ACTION ITEM: In the records that follow, show each line where the word "Duration" is present.

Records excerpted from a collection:
BEGIN

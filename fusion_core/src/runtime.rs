//! Serialized event loop.
//!
//! Producers (one per sensor channel, any thread) send [`EngineEvent`]s
//! through an [`EngineHandle`]. [`run`] owns the engine and `select!`s over
//! that queue and a ticker, so every unit of work runs to completion before
//! the next starts.

use crate::{
    engine::TrackerEngine,
    error::{FusionError, Result},
    transform::TransformProvider,
    types::{DetectionBatch, Time},
};
use crossbeam::channel::{self, select, Receiver, Sender};
use std::{
    sync::{
        atomic::{AtomicU64, Ordering},
        Arc,
    },
    time::{Duration, Instant},
};

/// Work items for the engine loop.
#[derive(Clone, Debug)]
pub enum EngineEvent {
    Detections { channel: usize, batch: DetectionBatch },
    Shutdown,
}

/// Cloneable producer side of the engine queue.
#[derive(Clone, Debug)]
pub struct EngineHandle {
    sender: Sender<EngineEvent>,
}

impl EngineHandle {
    pub fn send_detections(&self, channel: usize, batch: DetectionBatch) -> Result<()> {
        self.sender
            .send(EngineEvent::Detections { channel, batch })
            .map_err(|_| FusionError::QueueClosed)
    }

    pub fn shutdown(&self) -> Result<()> {
        self.sender
            .send(EngineEvent::Shutdown)
            .map_err(|_| FusionError::QueueClosed)
    }
}

/// Create the engine queue.
pub fn event_channel() -> (EngineHandle, Receiver<EngineEvent>) {
    let (sender, receiver) = channel::unbounded();
    (EngineHandle { sender }, receiver)
}

// ---------------------------------------------------------------------------
// Clocks
// ---------------------------------------------------------------------------

/// Source of engine time (seconds).
pub trait Clock {
    fn now(&self) -> Time;
}

/// Seconds since construction.
#[derive(Clone, Copy, Debug)]
pub struct MonotonicClock {
    start: Instant,
}

impl Default for MonotonicClock {
    fn default() -> Self {
        Self {
            start: Instant::now(),
        }
    }
}

impl MonotonicClock {
    pub fn new() -> Self {
        Self::default()
    }
}

impl Clock for MonotonicClock {
    fn now(&self) -> Time {
        self.start.elapsed().as_secs_f64()
    }
}

/// Externally driven clock; clones share the same time.
#[derive(Clone, Debug, Default)]
pub struct ManualClock {
    bits: Arc<AtomicU64>,
}

impl ManualClock {
    pub fn new(start: Time) -> Self {
        Self {
            bits: Arc::new(AtomicU64::new(start.to_bits())),
        }
    }

    pub fn set(&self, t: Time) {
        self.bits.store(t.to_bits(), Ordering::SeqCst);
    }

    pub fn advance(&self, dt: f64) {
        self.set(self.now() + dt);
    }
}

impl Clock for ManualClock {
    fn now(&self) -> Time {
        f64::from_bits(self.bits.load(Ordering::SeqCst))
    }
}

// ---------------------------------------------------------------------------
// Loop
// ---------------------------------------------------------------------------

/// Drive `engine` until a `Shutdown` event arrives or every handle is
/// dropped.
///
/// The ticker runs at the publish-timer period with delay compensation, and
/// at the readiness timeout otherwise so silent channels cannot stall a
/// cycle.
pub fn run<T, C>(engine: &mut TrackerEngine<T>, clock: &C, events: &Receiver<EngineEvent>)
where
    T: TransformProvider,
    C: Clock,
{
    let period = engine
        .timer_period()
        .unwrap_or(engine.config().input.readiness_timeout);
    let ticker = if period > 0.0 {
        channel::tick(Duration::from_secs_f64(period))
    } else {
        channel::never()
    };
    tracing::info!(period, "engine loop started");

    loop {
        select! {
            recv(events) -> event => match event {
                Ok(EngineEvent::Detections { channel, batch }) => {
                    if let Err(e) = engine.on_detections(channel, batch, clock.now()) {
                        tracing::warn!(channel, error = %e, "rejected detections");
                    }
                }
                Ok(EngineEvent::Shutdown) | Err(_) => break,
            },
            recv(ticker) -> _ => {
                let now = clock.now();
                engine.on_timer(now);
            }
        }
    }
    tracing::info!(stats = ?engine.stats(), "engine loop stopped");
}

// ---------------------------------------------------------------------------
// Tests
// ---------------------------------------------------------------------------

#[cfg(test)]
mod tests {
    use super::*;
    use crate::{
        config::{ChannelConfig, EngineConfig},
        engine::MemorySink,
        geometry::Transform2D,
        transform::TransformBuffer,
        types::ChannelId,
    };
    use std::thread;

    #[test]
    fn manual_clock_is_shared() {
        let clock = ManualClock::new(1.0);
        let other = clock.clone();
        other.advance(0.5);
        assert_eq!(clock.now(), 1.5);
    }

    #[test]
    fn loop_processes_events_from_producers() {
        let config = EngineConfig::default()
            .with_channel("a", ChannelConfig::new("/a"))
            .with_channel("b", ChannelConfig::new("/b"));
        let mut tf = TransformBuffer::new(0.0);
        tf.set_static("map", "base_link", Transform2D::identity());
        let sink = MemorySink::new();
        let published = sink.handle();
        let mut engine = TrackerEngine::new(config, tf, Box::new(sink)).unwrap();

        let (handle, events) = event_channel();
        let producers: Vec<_> = (0..2)
            .map(|channel| {
                let handle = handle.clone();
                thread::spawn(move || {
                    let batch = DetectionBatch::new(ChannelId(channel), 1.0, "base_link");
                    handle.send_detections(channel, batch)
                })
            })
            .collect();
        for p in producers {
            p.join().unwrap().unwrap();
        }
        handle.shutdown().unwrap();

        let clock = ManualClock::new(1.0);
        run(&mut engine, &clock, &events);
        assert_eq!(engine.stats().batches_processed, 2);
        assert_eq!(published.lock().unwrap().len(), 1);
    }

    #[test]
    fn closed_queue_is_reported() {
        let (handle, events) = event_channel();
        drop(events);
        assert!(matches!(handle.shutdown(), Err(FusionError::QueueClosed)));
    }
}
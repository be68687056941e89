//! Engine configuration: serde model, defaults, validation, TOML loading.

use crate::{
    error::{FusionError, Result},
    gating::AssociationConfig,
    input::{InputChannel, InputManagerConfig},
    motion_model::{parse_model_kind, MotionModelKind},
    processor::ProcessorConfig,
    types::ObjectClass,
    uncertainty::UncertaintyConfig,
};
use serde::{Deserialize, Serialize};
use std::{collections::BTreeMap, path::Path};

/// One input channel as configured.
#[derive(Clone, Debug, PartialEq, Eq, Serialize, Deserialize)]
pub struct ChannelConfig {
    /// Detection topic / stream name
    pub topic: String,
    #[serde(default = "default_true")]
    pub can_spawn_new_tracker: bool,
    /// Long name; the channel key when absent
    #[serde(default)]
    pub name: Option<String>,
    /// Short name; the first 3 characters of the key when absent
    #[serde(default)]
    pub short_name: Option<String>,
}

fn default_true() -> bool {
    true
}

impl ChannelConfig {
    pub fn new(topic: impl Into<String>) -> Self {
        Self {
            topic: topic.into(),
            can_spawn_new_tracker: true,
            name: None,
            short_name: None,
        }
    }

    fn resolve(&self, key: &str) -> InputChannel {
        InputChannel {
            name: self.name.clone().unwrap_or_else(|| key.to_string()),
            short_name: self
                .short_name
                .clone()
                .unwrap_or_else(|| key.chars().take(3).collect()),
            can_spawn_new_tracker: self.can_spawn_new_tracker,
        }
    }
}

/// Complete engine configuration.
#[derive(Clone, Debug, PartialEq, Serialize, Deserialize)]
#[serde(default)]
pub struct EngineConfig {
    /// Output rate (Hz)
    pub publish_rate: f64,
    /// Frame tracks are kept and published in
    pub world_frame_id: String,
    /// Ego vehicle frame
    pub ego_frame_id: String,
    /// Publish from a fast timer with extrapolation instead of per cycle
    pub enable_delay_compensation: bool,
    /// Inflate measurement covariance by the modelled ego-motion uncertainty
    pub consider_odometry_uncertainty: bool,
    /// Publish Tentative tracks to the secondary sink
    pub publish_tentative_objects: bool,
    /// Keys of `input_channels`, in channel-index order
    pub selected_input_channels: Vec<String>,
    pub input_channels: BTreeMap<String, ChannelConfig>,
    pub input: InputManagerConfig,
    /// Class label → tracker / motion-model name
    pub tracker_models: BTreeMap<ObjectClass, String>,
    pub processor: ProcessorConfig,
    pub association: AssociationConfig,
    pub uncertainty: UncertaintyConfig,
}

impl Default for EngineConfig {
    fn default() -> Self {
        let vehicle = "multi_vehicle_tracker";
        let vru = "pedestrian_and_bicycle_tracker";
        let tracker_models = BTreeMap::from([
            (ObjectClass::Unknown, vru.to_string()),
            (ObjectClass::Car, vehicle.to_string()),
            (ObjectClass::Truck, vehicle.to_string()),
            (ObjectClass::Bus, vehicle.to_string()),
            (ObjectClass::Trailer, vehicle.to_string()),
            (ObjectClass::Motorcycle, vehicle.to_string()),
            (ObjectClass::Bicycle, vru.to_string()),
            (ObjectClass::Pedestrian, vru.to_string()),
        ]);
        Self {
            publish_rate: 10.0,
            world_frame_id: "map".into(),
            ego_frame_id: "base_link".into(),
            enable_delay_compensation: false,
            consider_odometry_uncertainty: false,
            publish_tentative_objects: false,
            selected_input_channels: Vec::new(),
            input_channels: BTreeMap::new(),
            input: InputManagerConfig::default(),
            tracker_models,
            processor: ProcessorConfig::default(),
            association: AssociationConfig::default(),
            uncertainty: UncertaintyConfig::default(),
        }
    }
}

impl EngineConfig {
    pub fn from_toml_str(s: &str) -> Result<Self> {
        let config: EngineConfig = toml::from_str(s)?;
        config.validate()?;
        Ok(config)
    }

    pub fn from_file(path: impl AsRef<Path>) -> Result<Self> {
        let text = std::fs::read_to_string(path)?;
        Self::from_toml_str(&text)
    }

    /// Add a channel and select it. Convenience for programmatic setup.
    pub fn with_channel(mut self, key: &str, channel: ChannelConfig) -> Self {
        self.input_channels.insert(key.to_string(), channel);
        self.selected_input_channels.push(key.to_string());
        self
    }

    pub fn validate(&self) -> Result<()> {
        if self.selected_input_channels.is_empty() {
            return Err(FusionError::NoInputChannels);
        }
        for key in &self.selected_input_channels {
            if !self.input_channels.contains_key(key) {
                return Err(FusionError::InvalidConfig(format!(
                    "selected input channel '{key}' is not defined"
                )));
            }
        }
        if !(self.publish_rate > 0.0 && self.publish_rate.is_finite()) {
            return Err(FusionError::InvalidConfig(
                "publish_rate must be positive".into(),
            ));
        }
        let timeout = self.input.readiness_timeout;
        if !(timeout > 0.0 && timeout.is_finite()) || self.input.max_buffered_batches == 0 {
            return Err(FusionError::InvalidConfig(
                "input buffering parameters are out of range".into(),
            ));
        }
        self.motion_models()?;
        self.processor.validate()?;
        self.association.validate()?;
        Ok(())
    }

    /// Resolved channel descriptions in channel-index order.
    pub fn channels(&self) -> Result<Vec<InputChannel>> {
        if self.selected_input_channels.is_empty() {
            return Err(FusionError::NoInputChannels);
        }
        self.selected_input_channels
            .iter()
            .map(|key| {
                self.input_channels
                    .get(key)
                    .map(|c| c.resolve(key))
                    .ok_or_else(|| {
                        FusionError::InvalidConfig(format!("input channel '{key}' is not defined"))
                    })
            })
            .collect()
    }

    /// The class → model table with every name parsed.
    pub fn motion_models(&self) -> Result<BTreeMap<ObjectClass, MotionModelKind>> {
        self.tracker_models
            .iter()
            .map(|(class, name)| Ok((*class, parse_model_kind(name)?)))
            .collect()
    }
}

// ---------------------------------------------------------------------------
// Tests
// ---------------------------------------------------------------------------

#[cfg(test)]
mod tests {
    use super::*;

    const SAMPLE: &str = r#"
publish_rate = 20.0
enable_delay_compensation = true
selected_input_channels = ["lidar_centerpoint", "front_radar"]

[input_channels.lidar_centerpoint]
topic = "/perception/lidar/objects"
short_name = "Lc"

[input_channels.front_radar]
topic = "/perception/radar/objects"
can_spawn_new_tracker = false

[tracker_models]
CAR = "constant_velocity"
MOTORBIKE = "pedestrian_and_bicycle_tracker"

[processor]
tracker_lifetime = 1.5

[processor.confident_count_threshold]
CAR = 2
"#;

    #[test]
    fn parses_sample_and_fills_defaults() {
        let config = EngineConfig::from_toml_str(SAMPLE).unwrap();
        assert_eq!(config.publish_rate, 20.0);
        assert_eq!(config.world_frame_id, "map");
        assert_eq!(config.processor.tracker_lifetime, 1.5);
        assert_eq!(config.processor.confirmation_threshold(ObjectClass::Car), 2);
        assert_eq!(config.processor.confirmation_threshold(ObjectClass::Bus), 3);

        let models = config.motion_models().unwrap();
        assert_eq!(models[&ObjectClass::Car], MotionModelKind::ConstantVelocity);
        assert_eq!(
            models[&ObjectClass::Motorcycle],
            MotionModelKind::ConstantVelocity
        );
    }

    #[test]
    fn channel_names_default_from_key() {
        let channels = EngineConfig::from_toml_str(SAMPLE).unwrap().channels().unwrap();
        assert_eq!(channels[0].name, "lidar_centerpoint");
        assert_eq!(channels[0].short_name, "Lc");
        assert!(channels[0].can_spawn_new_tracker);
        assert_eq!(channels[1].short_name, "fro");
        assert!(!channels[1].can_spawn_new_tracker);
    }

    #[test]
    fn no_channels_is_rejected() {
        assert!(matches!(
            EngineConfig::default().validate(),
            Err(FusionError::NoInputChannels)
        ));
    }

    #[test]
    fn zero_readiness_timeout_is_rejected() {
        let mut config = EngineConfig::default().with_channel("lidar", ChannelConfig::new("/l"));
        config.validate().unwrap();
        config.input.readiness_timeout = 0.0;
        assert!(matches!(config.validate(), Err(FusionError::InvalidConfig(_))));
        config.input.readiness_timeout = f64::INFINITY;
        assert!(matches!(config.validate(), Err(FusionError::InvalidConfig(_))));
    }

    #[test]
    fn unknown_model_name_is_rejected() {
        let mut config = EngineConfig::default().with_channel("lidar", ChannelConfig::new("/l"));
        config
            .tracker_models
            .insert(ObjectClass::Bus, "hovercraft".into());
        assert!(matches!(
            config.validate(),
            Err(FusionError::UnknownMotionModel(_))
        ));
    }

    #[test]
    fn undefined_selected_channel_is_rejected() {
        let mut config = EngineConfig::default().with_channel("lidar", ChannelConfig::new("/l"));
        config.selected_input_channels.push("camera".into());
        assert!(matches!(
            config.validate(),
            Err(FusionError::InvalidConfig(_))
        ));
    }

    #[test]
    fn serialises_back_to_toml() {
        let config = EngineConfig::default().with_channel("lidar", ChannelConfig::new("/l"));
        let text = toml::to_string(&config).unwrap();
        assert_eq!(EngineConfig::from_toml_str(&text).unwrap(), config);
    }
}
//! Measurement uncertainty: ego-odometry propagation and covariance
//! normalisation.
//!
//! # Odometry propagation
//! The ego pose/twist uncertainty is treated as independent of the detector
//! noise and added in (x, y, yaw). For an object at offset `r` from the ego:
//! - Σ_xy  += Σ_ego_xy + σ²_ego_yaw · r⊥ r⊥ᵀ,   r⊥ = (−r_y, r_x)
//! - σ²_yaw += σ²_ego_yaw
//! - σ²_v   += σ²_ego_vx + σ²_ego_yaw_rate · |r|²
//!
//! # Normalisation
//! Non-finite entries are zeroed, the matrix is symmetrised and projected
//! onto the PSD cone, then each diagonal entry is raised to the class floor.
//! Raising a PSD diagonal keeps it PSD, so gating never sees a singular S.

use crate::{
    geometry::Transform2D,
    types::{DetectedObject, ObjectClass, PoseCov, Time},
};
use nalgebra::{Matrix2, Matrix3, Vector2, Vector3};
use serde::{Deserialize, Serialize};
use std::collections::BTreeMap;

/// Estimated ego motion with its covariance.
#[derive(Clone, Debug, PartialEq, Serialize, Deserialize)]
pub struct Odometry {
    pub stamp: Time,
    /// Ego (`base_link`) pose in the world frame
    pub pose: Transform2D,
    pub vx: f64,
    pub vy: f64,
    pub yaw_rate: f64,
    /// Covariance over (x, y, yaw)
    pub pose_cov: PoseCov,
    /// Covariance over (vx, vy, yaw_rate)
    pub twist_cov: Matrix3<f64>,
}

impl Odometry {
    /// Fixed covariance model used when only the ego transform is known.
    pub fn modelled(pose: Transform2D, stamp: Time) -> Self {
        Self {
            stamp,
            pose,
            vx: 10.0,
            vy: 0.1,
            yaw_rate: 0.1,
            pose_cov: Matrix3::from_diagonal(&Vector3::new(0.1, 0.1, 0.0001)),
            twist_cov: Matrix3::from_diagonal(&Vector3::new(2.0, 0.2, 0.001)),
        }
    }
}

/// Minimum standard deviations enforced by [`normalize_uncertainty`].
#[derive(Clone, Copy, Debug, PartialEq, Serialize, Deserialize)]
pub struct CovarianceFloor {
    /// Position std dev floor (m), applied to x and y
    pub position_std: f64,
    /// Heading std dev floor (rad)
    pub yaw_std: f64,
    /// Speed std dev floor (m/s)
    pub velocity_std: f64,
}

impl CovarianceFloor {
    pub const fn new(position_std: f64, yaw_std: f64, velocity_std: f64) -> Self {
        Self {
            position_std,
            yaw_std,
            velocity_std,
        }
    }
}

/// Per-class covariance floors.
#[derive(Clone, Debug, PartialEq, Serialize, Deserialize)]
#[serde(default)]
pub struct UncertaintyConfig {
    pub floors: BTreeMap<ObjectClass, CovarianceFloor>,
    /// Floor for classes missing from `floors`
    pub default_floor: CovarianceFloor,
}

impl Default for UncertaintyConfig {
    fn default() -> Self {
        let vehicle = CovarianceFloor::new(0.5, 0.1, 1.0);
        let two_wheeler = CovarianceFloor::new(0.4, 0.2, 0.7);
        let floors = BTreeMap::from([
            (ObjectClass::Unknown, CovarianceFloor::new(0.5, 0.5, 1.0)),
            (ObjectClass::Car, vehicle),
            (ObjectClass::Truck, CovarianceFloor::new(0.7, 0.1, 1.0)),
            (ObjectClass::Bus, CovarianceFloor::new(0.7, 0.1, 1.0)),
            (ObjectClass::Trailer, CovarianceFloor::new(0.7, 0.1, 1.0)),
            (ObjectClass::Motorcycle, two_wheeler),
            (ObjectClass::Bicycle, two_wheeler),
            (ObjectClass::Pedestrian, CovarianceFloor::new(0.3, 0.3, 0.5)),
        ]);
        Self {
            floors,
            default_floor: vehicle,
        }
    }
}

impl UncertaintyConfig {
    pub fn floor(&self, class: ObjectClass) -> CovarianceFloor {
        self.floors.get(&class).copied().unwrap_or(self.default_floor)
    }
}

/// Inflate every object's covariance by the propagated ego uncertainty.
/// Objects must already be expressed in the world frame.
pub fn add_odometry_uncertainty(odometry: &Odometry, objects: &mut [DetectedObject]) {
    let ego_xy: Matrix2<f64> = odometry.pose_cov.fixed_view::<2, 2>(0, 0).into_owned();
    let yaw_var = odometry.pose_cov[(2, 2)].max(0.0);
    let vx_var = odometry.twist_cov[(0, 0)].max(0.0);
    let yaw_rate_var = odometry.twist_cov[(2, 2)].max(0.0);

    for object in objects.iter_mut() {
        let k = &mut object.kinematics;
        let r = Vector2::new(k.x - odometry.pose.x, k.y - odometry.pose.y);
        let r_perp = Vector2::new(-r.y, r.x);
        let added_xy = ego_xy + r_perp * r_perp.transpose() * yaw_var;

        let mut added = PoseCov::zeros();
        added.fixed_view_mut::<2, 2>(0, 0).copy_from(&added_xy);
        added[(2, 2)] = yaw_var;
        k.pose_cov += added;
        if k.velocity.is_some() {
            k.velocity_var += vx_var + yaw_rate_var * r.norm_squared();
        }
    }
}

/// Project a 3×3 covariance onto a valid (finite, symmetric, PSD) matrix.
fn sanitize(cov: &PoseCov) -> PoseCov {
    let finite = cov.map(|v| if v.is_finite() { v } else { 0.0 });
    let sym = (finite + finite.transpose()) * 0.5;
    let eig = sym.symmetric_eigen();
    let clamped = eig.eigenvalues.map(|v| v.max(0.0));
    let psd = eig.eigenvectors * Matrix3::from_diagonal(&clamped) * eig.eigenvectors.transpose();
    (psd + psd.transpose()) * 0.5
}

/// Enforce covariance validity and the class floors on every object.
/// Returns how many objects needed a correction beyond symmetrisation.
pub fn normalize_uncertainty(objects: &mut [DetectedObject], config: &UncertaintyConfig) -> usize {
    let mut corrected = 0;
    for object in objects.iter_mut() {
        let floor = config.floor(object.label());
        let k = &mut object.kinematics;
        let mut cov = sanitize(&k.pose_cov);
        let floors = [floor.position_std, floor.position_std, floor.yaw_std];
        let mut touched = !k.pose_cov.iter().all(|v| v.is_finite());
        for (i, std) in floors.iter().enumerate() {
            let min_var = std * std;
            if cov[(i, i)] < min_var {
                cov[(i, i)] = min_var;
                touched = true;
            }
        }
        k.pose_cov = cov;

        let min_v_var = floor.velocity_std * floor.velocity_std;
        if !k.velocity_var.is_finite() || k.velocity_var < min_v_var {
            k.velocity_var = min_v_var;
            touched |= k.velocity.is_some();
        }
        if touched {
            corrected += 1;
        }
    }
    if corrected > 0 {
        tracing::trace!(corrected, "covariance floors applied");
    }
    corrected
}

// ---------------------------------------------------------------------------
// Tests
// ---------------------------------------------------------------------------

#[cfg(test)]
mod tests {
    use super::*;
    use crate::types::{ClassDistribution, Kinematics, Shape};
    use approx::assert_abs_diff_eq;

    fn object_at(x: f64, y: f64, cov: PoseCov) -> DetectedObject {
        let mut k = Kinematics::new(x, y, 0.0);
        k.pose_cov = cov;
        k.velocity = Some(5.0);
        k.velocity_var = 1.0;
        DetectedObject {
            kinematics: k,
            shape: Shape::bounding_box(4.0, 2.0, 1.5),
            classification: ClassDistribution::certain(ObjectClass::Car),
            existence_probability: 0.8,
        }
    }

    fn is_psd(m: &PoseCov) -> bool {
        m.symmetric_eigen().eigenvalues.iter().all(|&v| v >= -1e-12)
    }

    #[test]
    fn odometry_yaw_uncertainty_grows_with_lateral_lever_arm() {
        let odom = Odometry {
            pose_cov: Matrix3::from_diagonal(&Vector3::new(0.0, 0.0, 0.01)),
            twist_cov: Matrix3::zeros(),
            ..Odometry::modelled(Transform2D::identity(), 0.0)
        };
        let mut objects = vec![object_at(10.0, 0.0, PoseCov::zeros())];
        add_odometry_uncertainty(&odom, &mut objects);
        let cov = objects[0].kinematics.pose_cov;
        // r = (10, 0) → r⊥ = (0, 10): only y grows, by 0.01 · 100
        assert_abs_diff_eq!(cov[(0, 0)], 0.0, epsilon = 1e-12);
        assert_abs_diff_eq!(cov[(1, 1)], 1.0, epsilon = 1e-12);
        assert_abs_diff_eq!(cov[(2, 2)], 0.01, epsilon = 1e-12);
    }

    #[test]
    fn odometry_twist_inflates_velocity_variance() {
        let odom = Odometry::modelled(Transform2D::identity(), 0.0);
        let mut objects = vec![object_at(3.0, 4.0, PoseCov::identity())];
        add_odometry_uncertainty(&odom, &mut objects);
        // 1.0 + 2.0 + 0.001 · 25
        assert_abs_diff_eq!(objects[0].kinematics.velocity_var, 3.025, epsilon = 1e-12);
    }

    #[test]
    fn normalisation_repairs_nan_and_negative_definite() {
        let mut bad = PoseCov::identity();
        bad[(0, 1)] = f64::NAN;
        bad[(1, 1)] = -4.0;
        let mut objects = vec![object_at(0.0, 0.0, bad)];
        let corrected = normalize_uncertainty(&mut objects, &UncertaintyConfig::default());
        assert_eq!(corrected, 1);
        let cov = objects[0].kinematics.pose_cov;
        assert!(cov.iter().all(|v| v.is_finite()));
        assert!(is_psd(&cov));
        assert!(cov[(1, 1)] >= 0.25 - 1e-12);
    }

    #[test]
    fn normalisation_keeps_large_covariance() {
        let big = PoseCov::identity() * 9.0;
        let mut objects = vec![object_at(0.0, 0.0, big)];
        let corrected = normalize_uncertainty(&mut objects, &UncertaintyConfig::default());
        assert_eq!(corrected, 0);
        assert_abs_diff_eq!(objects[0].kinematics.pose_cov, big, epsilon = 1e-9);
    }
}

END

SOLUTION TO THIS PROBLEM:
    time::{Duration, Instant},
        channel::tick(Duration::from_secs_f64(period))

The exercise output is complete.